▶ **Activity**: Scan the listing below for lines with "InMemoryOrderStore" in them. Give their number and nothing more.

▶ **Records to use**:

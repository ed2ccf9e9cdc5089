use super::order::Money;
use chrono::Duration;
use serde::{Deserialize, Serialize};

/// Read-only booking configuration supplied by the settings provider.
#[derive(Debug, Clone, PartialEq, Serialize, Deserialize)]
pub struct BookingSettings {
    /// Minutes an unconfirmed reservation is held before it expires.
    pub hold_minutes: u32,
    /// Flat hourly rate; zero disables pricing.
    pub price_per_hour: Money,
    /// Opaque reference to the payment QR artifact.
    pub pay_qr_url: String,
}

impl BookingSettings {
    pub fn hold_window(&self) -> Duration {
        Duration::minutes(self.hold_minutes as i64)
    }
}

impl Default for BookingSettings {
    fn default() -> Self {
        Self {
            hold_minutes: 15,
            price_per_hour: Money::ZERO,
            pay_qr_url: String::new(),
        }
    }
}
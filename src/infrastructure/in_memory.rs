use crate::domain::order::{Order, OrderId, RequesterId};
use crate::domain::ports::{
    AvailabilitySource, Clock, OrderStore, SettingsProvider, SlotStore,
};
use crate::domain::settings::BookingSettings;
use crate::domain::slot::Slot;
use crate::error::{BookingError, Result};
use async_trait::async_trait;
use chrono::{DateTime, Duration, Utc};
use std::collections::BTreeMap;
use std::sync::Arc;
use tokio::sync::RwLock;

/// A thread-safe in-memory slot inventory.
///
/// Slots are keyed by `start_time` in a `BTreeMap`, so listing comes out in
/// ascending order for free. `mark_held` checks and claims under the same
/// write lock, which makes the claim a compare-and-set across concurrent
/// callers.
#[derive(Default, Clone)]
pub struct InMemorySlotStore {
    slots: Arc<RwLock<BTreeMap<DateTime<Utc>, Slot>>>,
}

impl InMemorySlotStore {
    pub fn new() -> Self {
        Self::default()
    }
}

#[async_trait]
impl SlotStore for InMemorySlotStore {
    async fn replace_all(&self, new_slots: Vec<Slot>) -> Result<()> {
        let mut slots = self.slots.write().await;
        *slots = new_slots
            .into_iter()
            .map(|slot| (slot.start_time, slot))
            .collect();
        Ok(())
    }

    async fn list(&self) -> Result<Vec<Slot>> {
        let slots = self.slots.read().await;
        Ok(slots.values().cloned().collect())
    }

    async fn mark_held(&self, start: DateTime<Utc>, holder: &RequesterId) -> Result<()> {
        let mut slots = self.slots.write().await;
        let slot = slots
            .get_mut(&start)
            .ok_or(BookingError::SlotUnavailable(start))?;
        if !slot.available {
            return Err(BookingError::SlotUnavailable(start));
        }
        slot.available = false;
        slot.holder = Some(holder.clone());
        Ok(())
    }

    async fn release(&self, start: DateTime<Utc>) -> Result<()> {
        let mut slots = self.slots.write().await;
        let slot = slots
            .get_mut(&start)
            .ok_or(BookingError::SlotNotFound(start))?;
        // Only an actual hold is cleared; a slot blocked at generation time
        // (no holder) stays unavailable.
        if slot.holder.take().is_some() {
            slot.available = true;
        }
        Ok(())
    }
}

struct OrderState {
    orders: BTreeMap<u64, Order>,
    next_id: u64,
}

/// A thread-safe in-memory order store with a monotonic id sequence.
#[derive(Clone)]
pub struct InMemoryOrderStore {
    state: Arc<RwLock<OrderState>>,
}

impl Default for InMemoryOrderStore {
    fn default() -> Self {
        Self {
            state: Arc::new(RwLock::new(OrderState {
                orders: BTreeMap::new(),
                next_id: 0,
            })),
        }
    }
}

impl InMemoryOrderStore {
    pub fn new() -> Self {
        Self::default()
    }
}

#[async_trait]
impl OrderStore for InMemoryOrderStore {
    async fn next_id(&self) -> Result<OrderId> {
        let mut state = self.state.write().await;
        state.next_id += 1;
        Ok(OrderId(state.next_id))
    }

    async fn store(&self, order: Order) -> Result<()> {
        let mut state = self.state.write().await;
        state.orders.insert(order.id.0, order);
        Ok(())
    }

    async fn get(&self, id: OrderId) -> Result<Option<Order>> {
        let state = self.state.read().await;
        Ok(state.orders.get(&id.0).cloned())
    }

    async fn all(&self) -> Result<Vec<Order>> {
        let state = self.state.read().await;
        Ok(state.orders.values().cloned().collect())
    }

    async fn list_for(&self, requester: &RequesterId) -> Result<Vec<Order>> {
        let state = self.state.read().await;
        // Ids are monotonic, so descending id order is most-recent-first.
        Ok(state
            .orders
            .values()
            .rev()
            .filter(|order| &order.requester == requester)
            .cloned()
            .collect())
    }

    async fn active_for(&self, requester: &RequesterId) -> Result<Option<Order>> {
        let state = self.state.read().await;
        Ok(state
            .orders
            .values()
            .rev()
            .find(|order| &order.requester == requester && order.is_active())
            .cloned())
    }

    async fn due_pending(&self, now: DateTime<Utc>) -> Result<Vec<Order>> {
        let state = self.state.read().await;
        Ok(state
            .orders
            .values()
            .filter(|order| order.is_due(now))
            .cloned()
            .collect())
    }
}

/// Settings provider backed by a fixed value; the CLI wires flags into it.
#[derive(Clone)]
pub struct StaticSettings {
    settings: BookingSettings,
}

impl StaticSettings {
    pub fn new(settings: BookingSettings) -> Self {
        Self { settings }
    }
}

#[async_trait]
impl SettingsProvider for StaticSettings {
    async fn get(&self) -> Result<BookingSettings> {
        Ok(self.settings.clone())
    }
}

/// Availability source that never blocks a slot.
#[derive(Default, Clone)]
pub struct OpenAvailability;

#[async_trait]
impl AvailabilitySource for OpenAvailability {
    async fn is_bookable(&self, _start: DateTime<Utc>) -> bool {
        true
    }
}

/// Wall-clock time.
#[derive(Default, Clone)]
pub struct SystemClock;

impl Clock for SystemClock {
    fn now(&self) -> DateTime<Utc> {
        Utc::now()
    }
}

/// An advanceable clock for deterministic tests. Clones share the same time.
#[derive(Clone)]
pub struct ManualClock {
    now: Arc<std::sync::RwLock<DateTime<Utc>>>,
}

impl ManualClock {
    pub fn new(start: DateTime<Utc>) -> Self {
        Self {
            now: Arc::new(std::sync::RwLock::new(start)),
        }
    }

    pub fn advance(&self, by: Duration) {
        let mut now = self.now.write().unwrap_or_else(|e| e.into_inner());
        *now = *now + by;
    }

    pub fn set(&self, to: DateTime<Utc>) {
        let mut now = self.now.write().unwrap_or_else(|e| e.into_inner());
        *now = to;
    }
}

impl Clock for ManualClock {
    fn now(&self) -> DateTime<Utc> {
        *self.now.read().unwrap_or_else(|e| e.into_inner())
    }
}
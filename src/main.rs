use clap::Parser;
use miette::{IntoDiagnostic, Result};
use rust_decimal::Decimal;
use slotbook::application::engine::BookingEngine;
use slotbook::application::scheduler::{DEFAULT_SWEEP_PERIOD, HoldExpirySweeper};
use slotbook::domain::order::{Money, Proof, RequesterId};
use slotbook::domain::ports::{OrderStoreBox, SlotStoreBox};
use slotbook::domain::settings::BookingSettings;
use slotbook::error::BookingError;
use slotbook::infrastructure::in_memory::{
    InMemoryOrderStore, InMemorySlotStore, OpenAvailability, StaticSettings, SystemClock,
};
#[cfg(feature = "storage-rocksdb")]
use slotbook::infrastructure::rocksdb::RocksDBStore;
use slotbook::interfaces::csv::command_reader::{Command, CommandOp, CommandReader};
use slotbook::interfaces::csv::order_writer::OrderWriter;
use std::fs::File;
use std::io;
use std::path::PathBuf;
use std::sync::Arc;
use tracing_subscriber::EnvFilter;

#[derive(Parser)]
#[command(author, version, about, long_about = None)]
struct Cli {
    /// Input booking commands CSV file
    input: PathBuf,

    /// Path to persistent database (optional). If provided, uses RocksDB.
    #[arg(long)]
    db_path: Option<PathBuf>,

    /// Minutes an unconfirmed reservation is held before expiring
    #[arg(long, default_value_t = 15)]
    hold_minutes: u32,

    /// Flat hourly rate; 0 disables pricing
    #[arg(long, default_value = "0")]
    price_per_hour: Decimal,

    /// Payment QR reference copied onto each order
    #[arg(long, default_value = "")]
    pay_qr_url: String,

    /// Hours of bookable slots to keep ahead of now
    #[arg(long, default_value_t = 72)]
    horizon_hours: u32,
}

fn build_stores(db_path: Option<PathBuf>) -> Result<(SlotStoreBox, OrderStoreBox)> {
    match db_path {
        #[cfg(feature = "storage-rocksdb")]
        Some(path) => {
            let store = RocksDBStore::open(path).into_diagnostic()?;
            Ok((Box::new(store.clone()), Box::new(store)))
        }
        #[cfg(not(feature = "storage-rocksdb"))]
        Some(_) => {
            eprintln!(
                "WARNING: Persistent storage requested via --db-path, but 'storage-rocksdb' feature is not enabled. Falling back to In-Memory storage."
            );
            Ok((
                Box::new(InMemorySlotStore::new()),
                Box::new(InMemoryOrderStore::new()),
            ))
        }
        None => Ok((
            Box::new(InMemorySlotStore::new()),
            Box::new(InMemoryOrderStore::new()),
        )),
    }
}

async fn apply(engine: &BookingEngine, cmd: Command) -> slotbook::error::Result<()> {
    match cmd.op {
        CommandOp::Reserve => {
            let start = cmd.start.ok_or_else(|| {
                BookingError::Validation("reserve requires a start time".to_string())
            })?;
            engine.reserve(RequesterId::new(cmd.requester), start).await?;
        }
        CommandOp::Cancel => {
            let requester = RequesterId::new(cmd.requester);
            let order = engine.active_order(&requester).await?.ok_or_else(|| {
                BookingError::Validation(format!("no active order for requester {requester}"))
            })?;
            engine.cancel(order.id).await?;
        }
        CommandOp::Proof => {
            let requester = RequesterId::new(cmd.requester);
            let order = engine.active_order(&requester).await?.ok_or_else(|| {
                BookingError::Validation(format!("no active order for requester {requester}"))
            })?;
            let proof = Proof {
                image_url: cmd.image.unwrap_or_default(),
                note: cmd.note.unwrap_or_default(),
            };
            engine.submit_proof(order.id, vec![proof]).await?;
        }
        CommandOp::Sweep => {
            engine.expire_due().await?;
        }
    }
    Ok(())
}

#[tokio::main]
async fn main() -> Result<()> {
    tracing_subscriber::fmt()
        .with_env_filter(EnvFilter::from_default_env())
        .with_writer(io::stderr)
        .init();

    let cli = Cli::parse();

    let settings = BookingSettings {
        hold_minutes: cli.hold_minutes,
        price_per_hour: Money::new(cli.price_per_hour),
        pay_qr_url: cli.pay_qr_url,
    };

    let (slot_store, order_store) = build_stores(cli.db_path)?;
    let engine = Arc::new(
        BookingEngine::new(
            slot_store,
            order_store,
            Box::new(StaticSettings::new(settings)),
            Box::new(OpenAvailability),
            Box::new(SystemClock),
        )
        .with_horizon(cli.horizon_hours),
    );
    engine.ensure_horizon().await.into_diagnostic()?;

    let _sweeper = HoldExpirySweeper::new(engine.clone(), DEFAULT_SWEEP_PERIOD).spawn();

    // Replay the booking script
    let file = File::open(cli.input).into_diagnostic()?;
    let reader = CommandReader::new(file);
    for cmd_result in reader.commands() {
        match cmd_result {
            Ok(cmd) => {
                if let Err(e) = apply(&engine, cmd).await {
                    eprintln!("Error processing command: {}", e);
                }
            }
            Err(e) => {
                eprintln!("Error reading command: {}", e);
            }
        }
    }

    // Output the final order book
    let orders = engine.order_book().await.into_diagnostic()?;
    let stdout = io::stdout();
    let mut writer = OrderWriter::new(stdout.lock());
    writer.write_orders(&orders).into_diagnostic()?;

    Ok(())
}
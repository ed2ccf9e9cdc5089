use chrono::{DateTime, TimeZone, Utc};
use slotbook::application::engine::BookingEngine;
use slotbook::domain::order::{Money, OrderStatus, RequesterId};
use slotbook::domain::settings::BookingSettings;
use slotbook::error::BookingError;
use slotbook::infrastructure::in_memory::{
    InMemoryOrderStore, InMemorySlotStore, ManualClock, OpenAvailability, StaticSettings,
};
use std::sync::Arc;

fn base_time() -> DateTime<Utc> {
    Utc.with_ymd_and_hms(2024, 6, 1, 9, 30, 0).unwrap()
}

fn slot(hour: u32) -> DateTime<Utc> {
    Utc.with_ymd_and_hms(2024, 6, 1, hour, 0, 0).unwrap()
}

fn booking_engine(hold_minutes: u32) -> Arc<BookingEngine> {
    Arc::new(BookingEngine::new(
        Box::new(InMemorySlotStore::new()),
        Box::new(InMemoryOrderStore::new()),
        Box::new(StaticSettings::new(BookingSettings {
            hold_minutes,
            price_per_hour: Money::ZERO,
            pay_qr_url: String::new(),
        })),
        Box::new(OpenAvailability),
        Box::new(ManualClock::new(base_time())),
    ))
}

#[tokio::test(flavor = "multi_thread", worker_threads = 4)]
async fn test_concurrent_reservations_one_winner_per_slot() {
    let engine = booking_engine(15);
    let target = slot(10);

    let mut handles = Vec::new();
    for i in 0..16 {
        let engine = engine.clone();
        handles.push(tokio::spawn(async move {
            engine
                .reserve(RequesterId::new(format!("user{i}")), target)
                .await
        }));
    }

    let mut winners = 0;
    for handle in handles {
        match handle.await.unwrap() {
            Ok(order) => {
                winners += 1;
                assert_eq!(order.start_time, target);
            }
            Err(err) => assert!(matches!(err, BookingError::SlotUnavailable(_))),
        }
    }
    assert_eq!(winners, 1);

    let slots = engine.list_slots(None).await.unwrap();
    assert!(!slots[0].available);
}

#[tokio::test(flavor = "multi_thread", worker_threads = 4)]
async fn test_concurrent_reservations_one_active_order_per_requester() {
    let engine = booking_engine(15);
    let alice = RequesterId::from("alice");

    let mut handles = Vec::new();
    for i in 0..8 {
        let engine = engine.clone();
        let requester = alice.clone();
        handles.push(tokio::spawn(async move {
            engine.reserve(requester, slot(10 + i)).await
        }));
    }

    let mut winners = 0;
    for handle in handles {
        match handle.await.unwrap() {
            Ok(_) => winners += 1,
            Err(err) => assert!(matches!(err, BookingError::ActiveReservationExists(_))),
        }
    }
    assert_eq!(winners, 1);

    let active: Vec<_> = engine
        .list_orders(&alice)
        .await
        .unwrap()
        .into_iter()
        .filter(|order| order.is_active())
        .collect();
    assert_eq!(active.len(), 1);
}

#[tokio::test(flavor = "multi_thread", worker_threads = 4)]
async fn test_cancel_and_expiry_race_yields_one_terminal_state() {
    let engine = booking_engine(0);
    let alice = RequesterId::from("alice");

    let order = engine.reserve(alice.clone(), slot(10)).await.unwrap();

    let cancel_engine = engine.clone();
    let cancel = tokio::spawn(async move { cancel_engine.cancel(order.id).await });
    let sweep_engine = engine.clone();
    let sweep = tokio::spawn(async move { sweep_engine.expire_due().await });

    let cancel_result = cancel.await.unwrap();
    let swept = sweep.await.unwrap().unwrap();

    let terminal = engine.get_order(order.id).await.unwrap().unwrap();
    match (&cancel_result, swept) {
        // Cancel won; the sweep observed the terminal order and skipped it.
        (Ok(()), 0) => assert_eq!(terminal.status, OrderStatus::Cancelled),
        // The sweep won; cancel saw a terminal order.
        (Err(BookingError::InvalidTransition { .. }), 1) => {
            assert_eq!(terminal.status, OrderStatus::Expired)
        }
        other => panic!("inconsistent race outcome: {other:?}"),
    }

    // Either way the slot is free again and the requester has no active order.
    let slots = engine.list_slots(Some(&alice)).await.unwrap();
    assert!(slots[0].available);
    assert!(engine.active_order(&alice).await.unwrap().is_none());
}
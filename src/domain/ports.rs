use super::order::{Order, OrderId, RequesterId};
use super::settings::BookingSettings;
use super::slot::Slot;
use crate::error::Result;
use async_trait::async_trait;
use chrono::{DateTime, Utc};

/// Owns the rolling inventory of bookable slots.
#[async_trait]
pub trait SlotStore: Send + Sync {
    /// Replaces the whole window; used when the horizon anchor advances.
    async fn replace_all(&self, slots: Vec<Slot>) -> Result<()>;

    /// Snapshot of the inventory ordered by `start_time` ascending.
    async fn list(&self) -> Result<Vec<Slot>>;

    /// Claims a slot for `holder`. Compare-and-set: exactly one concurrent
    /// caller can win a given start; everyone else gets `SlotUnavailable`.
    async fn mark_held(&self, start: DateTime<Utc>, holder: &RequesterId) -> Result<()>;

    /// Releases a held slot. `SlotNotFound` when the slot does not exist;
    /// a no-op when nothing holds it.
    async fn release(&self, start: DateTime<Utc>) -> Result<()>;
}

/// Owns order records and assigns their identifiers.
#[async_trait]
pub trait OrderStore: Send + Sync {
    /// Next monotonic order id; never returned twice.
    async fn next_id(&self) -> Result<OrderId>;

    async fn store(&self, order: Order) -> Result<()>;

    async fn get(&self, id: OrderId) -> Result<Option<Order>>;

    /// Every order, ascending by id.
    async fn all(&self) -> Result<Vec<Order>>;

    /// A requester's orders, most recent first.
    async fn list_for(&self, requester: &RequesterId) -> Result<Vec<Order>>;

    /// The requester's non-terminal order, if one exists.
    async fn active_for(&self, requester: &RequesterId) -> Result<Option<Order>>;

    /// Pending orders whose hold deadline is at or before `now`.
    async fn due_pending(&self, now: DateTime<Utc>) -> Result<Vec<Order>>;
}

#[async_trait]
pub trait SettingsProvider: Send + Sync {
    async fn get(&self) -> Result<BookingSettings>;
}

/// External source consulted once per slot at generation time.
#[async_trait]
pub trait AvailabilitySource: Send + Sync {
    async fn is_bookable(&self, start: DateTime<Utc>) -> bool;
}

pub trait Clock: Send + Sync {
    fn now(&self) -> DateTime<Utc>;
}

pub type SlotStoreBox = Box<dyn SlotStore>;
pub type OrderStoreBox = Box<dyn OrderStore>;
pub type SettingsProviderBox = Box<dyn SettingsProvider>;
pub type AvailabilitySourceBox = Box<dyn AvailabilitySource>;
pub type ClockBox = Box<dyn Clock>;
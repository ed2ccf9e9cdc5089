//! Storage adapters behind the domain ports.

pub mod in_memory;
#[cfg(feature = "storage-rocksdb")]
pub mod rocksdb;
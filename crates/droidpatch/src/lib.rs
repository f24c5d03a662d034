pub mod config;
pub mod error;
pub mod executor;
pub mod modules;
pub mod overrides;
pub mod requirements;
pub mod resources;
pub mod workspace;

pub use error::{Error, Result};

▶ **Answer to this problem**: 9